Last Chance to see “Suddenly Last Summer”: The Avant-Garde Is Alive and Well at Bard
Closing July 19, the new opera's visuals captivated reviewer (and RI co-founder) Dan Shaw.
Closing July 19, the new opera's visuals captivated reviewer (and RI co-founder) Dan Shaw.
Singers from the Young People’s Chorus. Photo by Maria Baranova.
Eleven years ago, the director Daniel Fish pulled off a coup de theatre at Bard SummerScape with the world premiere of his innovative production of the beloved Rodgers and Hammerstein musical “Oklahoma!” It was thrilling to see how a febrile mind could reinterpret a classic in a way that was completely original and surprising but made perfect sense. The production eventually made its way to Broadway where it was nominated for eight Tony Awards and won two, including Best Revival of a musical.
Fish is back at Bard’s Fisher Center with his world premiere opera, “Suddenly Last Summer.” The visually arresting performance, which runs through July 19 (get your tickets now!) is based on Tennessee Williams’ one-act play that most people know from the 1959 film version starring Elizabeth Taylor, Montgomery Clift, and Katharine Hepburn, directed by Joseph L. Mankiewicz. It’s the story of a wealthy New Orleans matron, Mrs. Venable (Tina Benko), whose beloved adult son, Sebastian, died the previous summer in scandalous circumstances when he was on a European vacation with his cousin Catherine (Mikaela Bennett). Mrs. Venable has been pushed to the limits by the stories Catherine has been telling about how Sebastian died at the hands of young boys, and she’s had Catherine sent to a mental hospital. Now, she is courting a doctor (Branden Lindsay) whom she wants to lobotomize Catherine so she’ll stop telling these stories—or if she does tell them, no one will believe her because they know she has been deemed certifiably crazy.

A commission of Fisher Center LAB and Opera Philadelphia, “Suddenly Last Summer” has a libretto by Fish and Gideon Lester (artistic director and chief executive of the Fisher Center) and music by Courtney Bryan, a 2023 MacArthur Fellow who is currently composer-in-residence with the New Haven Symphony Orchestra. But this opera is so much more than an aural experience, especially because the only character who sings is Catherine, along with the choral ensemble (members of the Young People’s Chorus of New York City) whose choreographed appearances onstage add another layer of visual drama. It’s an engaging, percolating, avant-garde production where the stagecraft dares to eclipse the words and music.
The actors share the stage with a visual artist, Lucy Tarquinio, who makes paintings at a work table, stage left, throughout the performance. We watch her create a series of abstract images that are projected onto the back wall of the stage, which sometimes resemble Rorschach prints and are thus open to interpretation. The lighting design is used to great effect so that the silhouetted shadows of the actors against the walls are nearly as dramatic as the actors themselves.
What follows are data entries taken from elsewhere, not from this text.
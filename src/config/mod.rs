use crate::errors::{AppError, AppResult};
use crate::utils::path::expand_tilde;
use serde::{Deserialize, Serialize};
use serde_yaml::Value;
use std::env;
use std::fs;
use std::io::{self, Write};
use std::path::PathBuf;

/// Keys every configuration file is expected to carry.
pub const CONFIG_KEYS: [&str; 4] = ["data_file", "export_file", "theme", "separator_char"];

#[derive(Debug, Clone, Serialize, Deserialize)]
pub struct Config {
    #[serde(default = "default_data_file")]
    pub data_file: String,
    #[serde(default = "default_export_file")]
    pub export_file: String,
    #[serde(default = "default_theme")]
    pub theme: String,
    #[serde(default = "default_separator_char")]
    pub separator_char: String,
}

fn default_data_file() -> String {
    Config::default_data_file().to_string_lossy().to_string()
}
fn default_export_file() -> String {
    "timeloom_export.csv".to_string()
}
fn default_theme() -> String {
    "light".to_string()
}
fn default_separator_char() -> String {
    "-".to_string()
}

impl Default for Config {
    fn default() -> Self {
        Self {
            data_file: default_data_file(),
            export_file: default_export_file(),
            theme: default_theme(),
            separator_char: default_separator_char(),
        }
    }
}

impl Config {
    /// Return the standard configuration directory depending on the platform
    pub fn config_dir() -> PathBuf {
        if cfg!(target_os = "windows") {
            let appdata = env::var("APPDATA").unwrap_or_else(|_| ".".to_string());
            PathBuf::from(appdata).join("timeloom")
        } else {
            dirs::home_dir()
                .unwrap_or_else(|| PathBuf::from("."))
                .join(".timeloom")
        }
    }

    /// Return the full path of the config file
    pub fn config_file() -> PathBuf {
        Self::config_dir().join("timeloom.conf")
    }

    /// Return the default path of the JSON data file
    pub fn default_data_file() -> PathBuf {
        Self::config_dir().join("data.json")
    }

    /// Data file with `~/` expanded.
    pub fn data_path(&self) -> PathBuf {
        expand_tilde(&self.data_file)
    }

    /// Resolve a `--data` value: `~` is expanded and a relative name lives in
    /// the config directory (the current directory in test mode).
    pub fn resolve_data_file(name: &str, is_test: bool) -> PathBuf {
        let p = expand_tilde(name);
        if p.is_absolute() || is_test {
            p
        } else {
            Self::config_dir().join(p)
        }
    }

    /// Load configuration from file, or return defaults if not found
    pub fn load() -> AppResult<Self> {
        let path = Self::config_file();

        if path.exists() {
            let content = fs::read_to_string(&path)?;
            serde_yaml::from_str(&content).map_err(|e| {
                AppError::Config(format!("failed to parse {}: {}", path.display(), e))
            })
        } else {
            Ok(Config::default())
        }
    }

    /// Keys of [`CONFIG_KEYS`] missing from the configuration file on disk.
    pub fn missing_keys() -> AppResult<Vec<&'static str>> {
        let path = Self::config_file();
        if !path.exists() {
            return Ok(CONFIG_KEYS.to_vec());
        }

        let content = fs::read_to_string(&path)?;
        let yaml: Value = serde_yaml::from_str(&content)
            .map_err(|e| AppError::Config(format!("failed to parse {}: {}", path.display(), e)))?;

        let Some(map) = yaml.as_mapping() else {
            return Ok(CONFIG_KEYS.to_vec());
        };

        Ok(CONFIG_KEYS
            .iter()
            .copied()
            .filter(|k| !map.contains_key(*k))
            .collect())
    }

    /// Initialize configuration and data files.
    ///
    /// In test mode the configuration file is left untouched.
    pub fn init_all(custom_data: Option<String>, is_test: bool) -> io::Result<Config> {
        let dir = Self::config_dir();

        let data_path = match custom_data {
            Some(name) => Self::resolve_data_file(&name, is_test),
            None => Self::default_data_file(),
        };

        let config = Config {
            data_file: data_path.to_string_lossy().to_string(),
            ..Config::default()
        };

        if !is_test {
            fs::create_dir_all(&dir)?;
            let yaml = serde_yaml::to_string(&config).map_err(io::Error::other)?;
            let mut file = fs::File::create(Self::config_file())?;
            file.write_all(yaml.as_bytes())?;
        }

        if let Some(parent) = data_path.parent()
            && !parent.as_os_str().is_empty()
        {
            fs::create_dir_all(parent)?;
        }

        // Create an empty data file if not exists
        if !data_path.exists() {
            fs::write(&data_path, "[]")?;
        }

        Ok(config)
    }
}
You sit in the theater and wonder, What am I going to see next?

What you don’t see at the beginning of the opera is Catherine, who is singing offstage in what may or may not be a response to the dialogue between Mrs. Venable and the doctor. But I could barely make out any words that were being sung. It also took me quite some time before I could understand what Mrs. Venable was saying because Benko’s southern accent is thicker than the humidity in New Orleans on a summer day.
I desperately wished that Fish had decided to incorporate supertitles into his production. Having seen the movie and read the synopsis of the opera in the program, I could follow the story but there is so much I missed. (I learned too late that the full libretto is in the program.) Bryan’s powerful score is wonderfully melodramatic at times, variously creating feelings of urgency, anxiety, and fear. As someone with a limited affinity for opera, whether classical or contemporary, I must defer to others about the success of “Suddenly Last Summer” as a musical composition. But as a visually stunning theatrical experience, “Suddenly Last Summer” is a must-see.